Even in our electronic era, reading is the primary gateway to knowledge and news. Despite intensive instruction in the early grades, many children experience difficulty learning to read; a significant proportion will never read proficiently, even as adults. The untold damage to the individual and to society is beyond measure.

English is a particularly difficult language to learn to read. The reasons for this difficulty are controversial; however, the factors generally cited are (1) spelling, (2) many exceptions to rules, (3) a large vocabulary and (4) difficult grammar. Approximately five to ten percent of children are classified as “dyslexic,” meaning that such difficulties are considered biological in origin.

The proportion of dyslexic children depends on the language. In languages with a transparent sound-to-grapheme correspondence (such as Italian and Spanish), the proportion of dyslexic children is small. In contrast, languages where the sound-to-grapheme relation is relatively opaque (e.g., English and Danish), the proportion of dyslexics is much higher.

In our view, English spelling is far more systematic than generally recognized.

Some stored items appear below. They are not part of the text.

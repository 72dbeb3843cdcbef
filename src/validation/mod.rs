//! Validation logic for the Vacation Allocation Engine.
//!
//! This module contains the two collaborating pieces of the core: the
//! duration calculator, which turns an inclusive date range into a day count
//! and knows the legal duration values, and the allocation validator, which
//! decides whether a proposed period fits the employee's remaining annual
//! allocation and the permitted duration combinations.

mod allocation;
mod duration;

pub use allocation::{
    CANONICAL_COMBINATIONS, MAX_DAYS_PER_YEAR, MAX_PERIODS_PER_YEAR, active_durations,
    validate_allocation,
};
pub use duration::{LEGAL_DURATIONS, duration_in_days, is_legal_duration};
// src/gcs_client.rs
//
// Google Cloud Storage backend for log output, using the gcloud-storage crate.
// Authentication uses Application Default Credentials (ADC).

use anyhow::{anyhow, bail, Result};
use async_trait::async_trait;
use bytes::{Buf, Bytes, BytesMut};
use gcloud_storage::client::{Client, ClientConfig};
use gcloud_storage::http::buckets::insert::{InsertBucketParam, InsertBucketRequest};
use gcloud_storage::http::objects::upload::{Media, UploadObjectRequest, UploadType};
use gcloud_storage::http::objects::Object;
use gcloud_storage::http::resumable_upload_client::{ChunkSize, ResumableUploadClient};
use gcloud_storage::http::Error as GcsHttpError;
use tracing::{debug, info};

use crate::constants::{
    DEFAULT_GCS_UPLOAD_CHUNK_SIZE, ENV_GCS_ENDPOINT_URL, ENV_STORAGE_EMULATOR_HOST,
    GCS_CHUNK_ALIGNMENT,
};
use crate::sink::{LogSink, ObjectStorage, StorageError};

/// GCS answers bucket inserts for an existing name with 409 Conflict.
const HTTP_CONFLICT: u16 = 409;

/// GCS-backed [`ObjectStorage`].
///
/// Authentication follows the standard ADC chain:
/// 1. GOOGLE_APPLICATION_CREDENTIALS environment variable (service account JSON)
/// 2. GCE/GKE metadata server (automatic for Google Cloud workloads)
/// 3. gcloud CLI credentials (~/.config/gcloud/application_default_credentials.json)
///
/// `GCS_ENDPOINT_URL` or `STORAGE_EMULATOR_HOST` switch to a custom endpoint
/// with anonymous access, for fake-gcs-server and similar emulators.
#[derive(Clone)]
pub struct GcsStorage {
    client: Client,
    chunk_size: usize,
}

impl GcsStorage {
    pub async fn new() -> Result<Self> {
        let config = match resolve_gcs_endpoint() {
            Some(endpoint) => {
                info!("Using custom GCS endpoint: {}", endpoint);
                ClientConfig {
                    storage_endpoint: endpoint,
                    ..ClientConfig::default()
                }
                .anonymous()
            }
            None => {
                debug!("Initializing GCS client with Application Default Credentials");
                ClientConfig::default()
                    .with_auth()
                    .await
                    .map_err(|e| anyhow!("Failed to initialize GCS authentication: {}", e))?
            }
        };

        Ok(Self {
            client: Client::new(config),
            chunk_size: DEFAULT_GCS_UPLOAD_CHUNK_SIZE,
        })
    }

    /// Override the resumable upload chunk size. Rounded down to a multiple
    /// of 256 KiB, never below one unit.
    pub fn with_chunk_size(mut self, chunk_size: usize) -> Self {
        self.chunk_size = aligned_chunk_size(chunk_size);
        self
    }
}

#[async_trait]
impl ObjectStorage for GcsStorage {
    async fn create_bucket(&self, project_id: &str, bucket: &str) -> Result<(), StorageError> {
        debug!("GCS CREATE BUCKET: bucket={}, project={}", bucket, project_id);

        let request = InsertBucketRequest {
            name: bucket.to_string(),
            param: InsertBucketParam {
                project: project_id.to_string(),
                ..Default::default()
            },
            ..Default::default()
        };

        match self.client.insert_bucket(&request).await {
            Ok(_) => {
                debug!("GCS CREATE BUCKET success");
                Ok(())
            }
            Err(GcsHttpError::Response(resp)) if resp.code == HTTP_CONFLICT => {
                Err(StorageError::AlreadyExists(bucket.to_string()))
            }
            Err(e) => Err(anyhow!("GCS CREATE BUCKET failed for {}: {}", bucket, e).into()),
        }
    }

    async fn open_writer(&self, bucket: &str, object: &str) -> Result<Box<dyn LogSink>> {
        debug!("GCS OPEN WRITER: gs://{}/{}", bucket, object);
        Ok(Box::new(GcsObjectWriter::new(
            self.client.clone(),
            bucket,
            object,
            self.chunk_size,
        )))
    }
}

/// Byte range of one resumable upload request. `total` is set only on the
/// request that completes the object.
#[derive(Debug, Clone, Copy, PartialEq, Eq)]
pub struct ChunkRange {
    pub first: u64,
    pub last: u64,
    pub total: Option<u64>,
}

impl ChunkRange {
    pub fn len(&self) -> u64 {
        self.last - self.first + 1
    }

    fn to_chunk_size(self) -> ChunkSize {
        ChunkSize::new(self.first, self.last, self.total)
    }
}

/// Full chunks that can be sent with `buffered` bytes pending after
/// `uploaded` bytes went out. At least one byte is always held back so the
/// completing request is never empty.
pub fn plan_chunks(uploaded: u64, buffered: usize, chunk_size: usize) -> Vec<ChunkRange> {
    let count = if buffered > chunk_size {
        (buffered - 1) / chunk_size
    } else {
        0
    };
    let step = chunk_size as u64;
    (0..count as u64)
        .map(|i| {
            let first = uploaded + i * step;
            ChunkRange {
                first,
                last: first + step - 1,
                total: None,
            }
        })
        .collect()
}

/// How the object gets committed.
#[derive(Debug, Clone, Copy, PartialEq, Eq)]
pub enum Completion {
    /// No session was opened: the whole object (possibly empty) goes up in
    /// one simple upload.
    Simple { len: u64 },
    /// The buffered tail closes the resumable session.
    LastChunk(ChunkRange),
}

/// Decide how to commit `tail` buffered bytes.
pub fn plan_completion(session_open: bool, uploaded: u64, tail: usize) -> Result<Completion> {
    if !session_open {
        return Ok(Completion::Simple { len: tail as u64 });
    }
    if tail == 0 {
        bail!("resumable upload has no bytes left to complete it ({} sent)", uploaded);
    }
    let total = uploaded + tail as u64;
    Ok(Completion::LastChunk(ChunkRange {
        first: uploaded,
        last: total - 1,
        total: Some(total),
    }))
}

/// Streaming writer for one GCS object.
///
/// Bytes are buffered until a full chunk is available, then sent through a
/// resumable upload session opened on the first full chunk. `finalize` sends
/// the tail and closes the session. Objects that never fill a chunk go up as
/// a single simple upload. Bytes leave the buffer only once their chunk has
/// been accepted.
pub struct GcsObjectWriter {
    client: Client,
    bucket: String,
    object: String,
    chunk_size: usize,
    buffer: BytesMut,
    session: Option<ResumableUploadClient>,
    uploaded: u64,
    bytes_written: u64,
    finalized: bool,
}

impl GcsObjectWriter {
    fn new(client: Client, bucket: &str, object: &str, chunk_size: usize) -> Self {
        let chunk_size = aligned_chunk_size(chunk_size);
        Self {
            client,
            bucket: bucket.to_string(),
            object: object.to_string(),
            chunk_size,
            buffer: BytesMut::with_capacity(chunk_size),
            session: None,
            uploaded: 0,
            bytes_written: 0,
            finalized: false,
        }
    }

    fn uri(&self) -> String {
        format!("gs://{}/{}", self.bucket, self.object)
    }

    async fn session(&mut self) -> Result<&ResumableUploadClient> {
        if self.session.is_none() {
            let upload_type = UploadType::Multipart(Box::new(Object {
                name: self.object.clone(),
                content_type: Some("application/json".to_string()),
                ..Default::default()
            }));
            let session = self
                .client
                .prepare_resumable_upload(
                    &UploadObjectRequest {
                        bucket: self.bucket.clone(),
                        ..Default::default()
                    },
                    &upload_type,
                )
                .await
                .map_err(|e| anyhow!("GCS resumable upload init failed for {}: {}", self.uri(), e))?;
            debug!("GCS resumable session opened for {}", self.uri());
            self.session = Some(session);
        }
        self.session
            .as_ref()
            .ok_or_else(|| anyhow!("GCS upload session missing for {}", self.uri()))
    }

    /// Send the first `range.len()` buffered bytes, then drop them from the buffer.
    async fn send_chunk(&mut self, range: ChunkRange) -> Result<()> {
        let len = range.len() as usize;
        let chunk = Bytes::copy_from_slice(&self.buffer[..len]);
        let uri = self.uri();
        self.session()
            .await?
            .upload_multiple_chunk(chunk, &range.to_chunk_size())
            .await
            .map_err(|e| anyhow!("GCS chunk upload failed for {} at offset {}: {}", uri, range.first, e))?;
        self.buffer.advance(len);
        self.uploaded = range.last + 1;
        debug!("GCS chunk uploaded: {} bytes total for {}", self.uploaded, uri);
        Ok(())
    }
}

#[async_trait]
impl LogSink for GcsObjectWriter {
    async fn write_chunk(&mut self, chunk: &[u8]) -> Result<()> {
        if self.finalized {
            bail!("Cannot write to finalized writer for {}", self.uri());
        }
        self.buffer.extend_from_slice(chunk);
        self.bytes_written += chunk.len() as u64;

        for range in plan_chunks(self.uploaded, self.buffer.len(), self.chunk_size) {
            self.send_chunk(range).await?;
        }
        Ok(())
    }

    async fn finalize(&mut self) -> Result<()> {
        if self.finalized {
            return Ok(());
        }
        // A failed commit is not retried.
        self.finalized = true;

        match plan_completion(self.session.is_some(), self.uploaded, self.buffer.len())? {
            Completion::Simple { .. } => {
                let upload_type = UploadType::Simple(Media::new(self.object.clone()));
                self.client
                    .upload_object(
                        &UploadObjectRequest {
                            bucket: self.bucket.clone(),
                            ..Default::default()
                        },
                        self.buffer.split().freeze(),
                        &upload_type,
                    )
                    .await
                    .map_err(|e| anyhow!("GCS PUT failed for {}: {}", self.uri(), e))?;
            }
            Completion::LastChunk(range) => self.send_chunk(range).await?,
        }

        info!("Committed {} ({} bytes)", self.uri(), self.bytes_written);
        Ok(())
    }

    fn bytes_written(&self) -> u64 {
        self.bytes_written
    }

    fn describe(&self) -> String {
        self.uri()
    }
}

/// Round down to a multiple of the GCS chunk alignment, never below one unit.
pub fn aligned_chunk_size(requested: usize) -> usize {
    (requested / GCS_CHUNK_ALIGNMENT).max(1) * GCS_CHUNK_ALIGNMENT
}

/// Resolves the GCS storage endpoint based on environment variables.
///
/// Returns a custom endpoint URL if `GCS_ENDPOINT_URL` or `STORAGE_EMULATOR_HOST`
/// is set, otherwise returns `None` (indicating default GCS endpoint should be used).
pub fn resolve_gcs_endpoint() -> Option<String> {
    std::env::var(ENV_GCS_ENDPOINT_URL).ok().or_else(|| {
        // GCS emulator convention: STORAGE_EMULATOR_HOST=host:port
        std::env::var(ENV_STORAGE_EMULATOR_HOST).ok().map(|host| {
            if host.starts_with("http://") || host.starts_with("https://") {
                host
            } else {
                format!("http://{}", host)
            }
        })
    })
}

The problem lies in attempting to match each orthographic character with a specific sound or set of sounds. English spelling does not work this way (nor does Danish). Silicon Speech is working on new methods for teaching reading based on prosodic properties of spoken language. This research is being performed in collaboration with the Centre for Neuroscience in Education at the University of Cambridge (Usha Goswami).